Neverend… never… end… – dreißig Jahre nach ihrem Beginn und 20 nach ihrem Ende sind die Jugoslawien-Kriege noch immer eine offene Wunde, die sich über die jugoslawische Diaspora hinaus in allen Bereichen der europäischen Identität bemerkbar macht, indem das kollektive Gedächtnis stark geprägt wird und das Thema bis heute ein Tabu ist. Wonach kann gefragt werden? Mit wem kann man überhaupt sprechen? Was darf man wissen? Das sind nur einige Fragen, welche jene beschäftigen, die den Krieg persönlich nicht erlebt haben und das sowohl im In- als auch im Ausland. Nachdem das Thema immer noch präsent ist, spricht Andreas Unterweger über die »Long Yugoslav Wars«, was eine wörtliche Anspielung auf die COVID-19-Pandemie ist.
So ist ebenfalls die Idee für das Projekt ›NEVEREND. Literarische Dialoge zwischen Nord und Süd‹ entstanden. Der Anlass war – auch im Hinblick auf die COVID-19-Pandemie – der fehlende Austausch, das Bedürfnis, mit Menschen zu kommunizieren. Der Alltag würde größtenteils digital, ebenfalls das Projekt. ›Neverend‹ nominiert drei Tandems, bestehend aus je einer/einem deutschsprachigen und einer/einem südosteuropäischen Schreibenden. Das Ziel ist die Erstellung dreier literarischer Dialoge – welche konkrete Form diese auch immer annehmen mögen. Vom klassischen Brief-/Mailwechsel bis zum aufgezeichneten Gespräch, vom Kurzfilm bis zum lyrischen Duett ist alles gleichermaßen erwünscht. Gearbeitet wird mit den Übersetzungen, sodass die inhaltliche Ebene auf keinem Fall durch fehlende Sprachkenntnisse benachteiligt wird.
Die Dialoge werden im Rahmen zweier Hybridpräsentationen in Graz und Hamburg mittels Lesungen, Filmvorführungen und Gesprächen vorgestellt, ihre Textfassung in der Literaturzeitschrift ›manuskripte‹ publiziert. Da die deutschen Texte auch in die Sprachen der nicht deutschsprachigen Teilnehmer*innen übersetzt werden, können sie anschließend auch in Medien Sloweniens, Kroatiens oder Mazedoniens veröffentlicht werden. Sobald sie dabei weitere Kommentare und Übersetzungen auslösen, kommt ein grenzübergreifender Kommunikationsschneeball ins Rollen, der selbst gerne zur »neverending story« werden darf. Das Gespräch fortzuführen, über Sprachgrenzen und wunde Punkte hinweg, ist seit jeher der einzige Weg, den Krieg zu beenden.

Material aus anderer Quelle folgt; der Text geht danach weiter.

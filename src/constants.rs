use once_cell::sync::Lazy;
use regex::Regex;

/// Any character other than `(` or the very start of the text.
/// A URL right after `(` is the target of a `[text](url)` link and is left alone.
const GUARD: &str = r#"(?:[^(]|^)"#;

/// Default `(width, height)` per provider, in `Provider::ALL` order.
/// An empty value lets the provider pick its own size.
pub const DEFAULT_DIMENSIONS: [(&str, &str); 8] = [
    ("480", "300"),
    ("480", "405"),
    ("480", "392"),
    ("498", "423"),
    ("410", "341"),
    ("850", "480"),
    ("512", "322"),
    ("", ""),
];

pub const FLASH_MIME_TYPE: &str = "application/x-shockwave-flash";
pub const RESPONSIVE_CLASS: &str = "embed-responsive";
pub const RESPONSIVE_ITEM_CLASS: &str = "embed-responsive-item";

pub const BLIPTV_PLAYER: &str = "//blip.tv/scripts/flash/showplayer.swf?file=http://blip.tv/file/get/";
pub const DAILYMOTION_PLAYER: &str = "//www.dailymotion.com/swf/";
pub const GAMETRAILERS_PLAYER: &str = "//www.gametrailers.com/remote_wrap.php?mid=";
pub const METACAFE_PLAYER: &str = "//www.metacafe.com/fplayer/";
pub const VEOH_PLAYER: &str = "//www.veoh.com/videodetails2.swf?permalinkId=";
pub const VIMEO_PLAYER: &str = "//vimeo.com/moogaloop.swf?clip_id=";
pub const YAHOO_PLAYER: &str = "//d.yimg.com/static.video.yahoo.com/yep/YV_YEP.swf?ver=2.2.40";
pub const YOUTUBE_PLAYER: &str = "//www.youtube.com/embed/";

fn guarded(body: &str) -> String {
    format!("{GUARD}(?P<url>{body})")
}

pub static BLIPTV: Lazy<Regex> = Lazy::new(|| {
    Regex::new(&guarded(
        r#"http://(?:[A-Za-z0-9_]+\.)?blip\.tv/file/get/(?P<file>\S+\.flv)"#,
    ))
    .expect("BLIPTV regex")
});
pub static DAILYMOTION: Lazy<Regex> = Lazy::new(|| {
    Regex::new(&guarded(r#"http://www\.dailymotion\.com/(?P<path>\S+)"#))
        .expect("DAILYMOTION regex")
});
pub static GAMETRAILERS: Lazy<Regex> = Lazy::new(|| {
    Regex::new(&guarded(
        r#"http://www\.gametrailers\.com/video/[a-z0-9-]+/(?P<id>[0-9]+)"#,
    ))
    .expect("GAMETRAILERS regex")
});
pub static METACAFE: Lazy<Regex> = Lazy::new(|| {
    Regex::new(&guarded(r#"http://www\.metacafe\.com/watch/(?P<id>[^\s/]+)/(?:\S*/)?"#))
        .expect("METACAFE regex")
});
pub static VEOH: Lazy<Regex> = Lazy::new(|| {
    Regex::new(&guarded(
        r#"http://www\.veoh\.com/\S*(?:#watch%3D|watch/)(?P<id>[A-Za-z0-9_]+)"#,
    ))
    .expect("VEOH regex")
});
pub static VIMEO: Lazy<Regex> = Lazy::new(|| {
    Regex::new(&guarded(r#"https?://(?:www\.)?vimeo\.com/(?P<id>[0-9]+)\S*"#))
        .expect("VIMEO regex")
});
pub static YAHOO: Lazy<Regex> = Lazy::new(|| {
    Regex::new(&guarded(
        r#"https?://video\.yahoo\.com/watch/(?P<vid>[0-9]+)/(?P<id>[0-9]+)"#,
    ))
    .expect("YAHOO regex")
});
pub static YOUTUBE: Lazy<Regex> = Lazy::new(|| {
    Regex::new(&guarded(
        r#"https?://(?:www\.youtube\.com/watch\?\S*v=|youtu\.be/)(?P<args>[A-Za-z0-9_&=-]+)\S*"#,
    ))
    .expect("YOUTUBE regex")
});

// host side constructs, see `inline`
pub static INLINE_CONSTRUCT: Lazy<Regex> = Lazy::new(|| {
    Regex::new(
        r#"(?P<code>`[^`]*`)|\\(?P<escaped>\S+)|(?P<link>\[[^\]]*\]\([^)\s]*\))|(?P<autolink><https?://[^>\s]+>)"#,
    )
    .expect("INLINE_CONSTRUCT regex")
});
//! The two shapes of embed markup.

use crate::constants::{FLASH_MIME_TYPE, RESPONSIVE_CLASS, RESPONSIVE_ITEM_CLASS};
use crate::tree::EmbedTree;

/// Knobs of [`iframe_embed_with`].
#[derive(Debug, Clone, PartialEq, Eq)]
pub struct IframeOptions<'a> {
    pub frame_border: &'a str,
    pub allow_full_screen: &'a str,
    /// Suffix of the `embed-responsive-*` container class, e.g. `16by9` or `4by3`.
    pub aspect_class: &'a str,
}

impl Default for IframeOptions<'_> {
    fn default() -> Self {
        Self {
            frame_border: "0",
            allow_full_screen: "true",
            aspect_class: "16by9",
        }
    }
}

/// Legacy `<object>` embed for flash players.
///
/// `extra_params` are appended as `<param>` children after `movie` and `allowFullScreen`.
pub fn plugin_embed(url: &str, width: &str, height: &str, extra_params: &[(&str, &str)]) -> EmbedTree {
    let mut object = EmbedTree::new("object")
        .with_attribute("type", FLASH_MIME_TYPE)
        .with_attribute("width", width)
        .with_attribute("height", height)
        .with_attribute("data", url);

    let params = [("movie", url), ("allowFullScreen", "true")];
    for (name, value) in params.iter().chain(extra_params) {
        object.append(
            EmbedTree::new("param")
                .with_attribute("name", *name)
                .with_attribute("value", *value),
        );
    }

    object
}

pub fn iframe_embed(url: &str, width: &str, height: &str) -> EmbedTree {
    iframe_embed_with(url, width, height, &IframeOptions::default())
}

/// `<iframe>` wrapped in a responsive container `<div>`.
/// Width and height are always set, even when empty.
pub fn iframe_embed_with(url: &str, width: &str, height: &str, options: &IframeOptions) -> EmbedTree {
    let iframe = EmbedTree::new("iframe")
        .with_attribute("width", width)
        .with_attribute("height", height)
        .with_attribute("src", url)
        .with_attribute("allowfullscreen", options.allow_full_screen)
        .with_attribute("frameborder", options.frame_border)
        .with_attribute("class", RESPONSIVE_ITEM_CLASS);

    EmbedTree::new("div")
        .with_attribute(
            "class",
            format!("{RESPONSIVE_CLASS} {RESPONSIVE_CLASS}-{}", options.aspect_class),
        )
        .with_child(iframe)
}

Gestellt werden viele Fragen. Was erzählt uns der aktuelle Zustand der exjugoslawischen Staaten, mit ihren regionalen Nationalismen und autoritären Tendenzen, über uns, sprich: die EU? Was die Flüchtlings-»lager« und Pushbacks in den bosnischen Wäldern? Wie rasch kippt der analytische Blick auf den Süden in kolonialistische Überheblichkeit? Was muss das übrige Europa lernen, um nicht über kurz oder lang in eine Vergangenheit einzutauchen, der die Balkanstaaten eben erst entkommen sind? Und welche direkten und vor allem indirekten Spuren hinterließen der Krieg und seine Folgen in den Biografien der Gesprächsteilnehmer*innen, in ihrem Selbstverständnis, ihrer literarischen Arbeit?
Auf die Antworten darf man gespannt sein. Gehofft wird ebenfalls darauf, dass das Projekt der Beginn eines längerfristigen Austauschs sein wird, welcher nicht mit der Veröffentlichung bzw. Lesung sein Ende haben wird.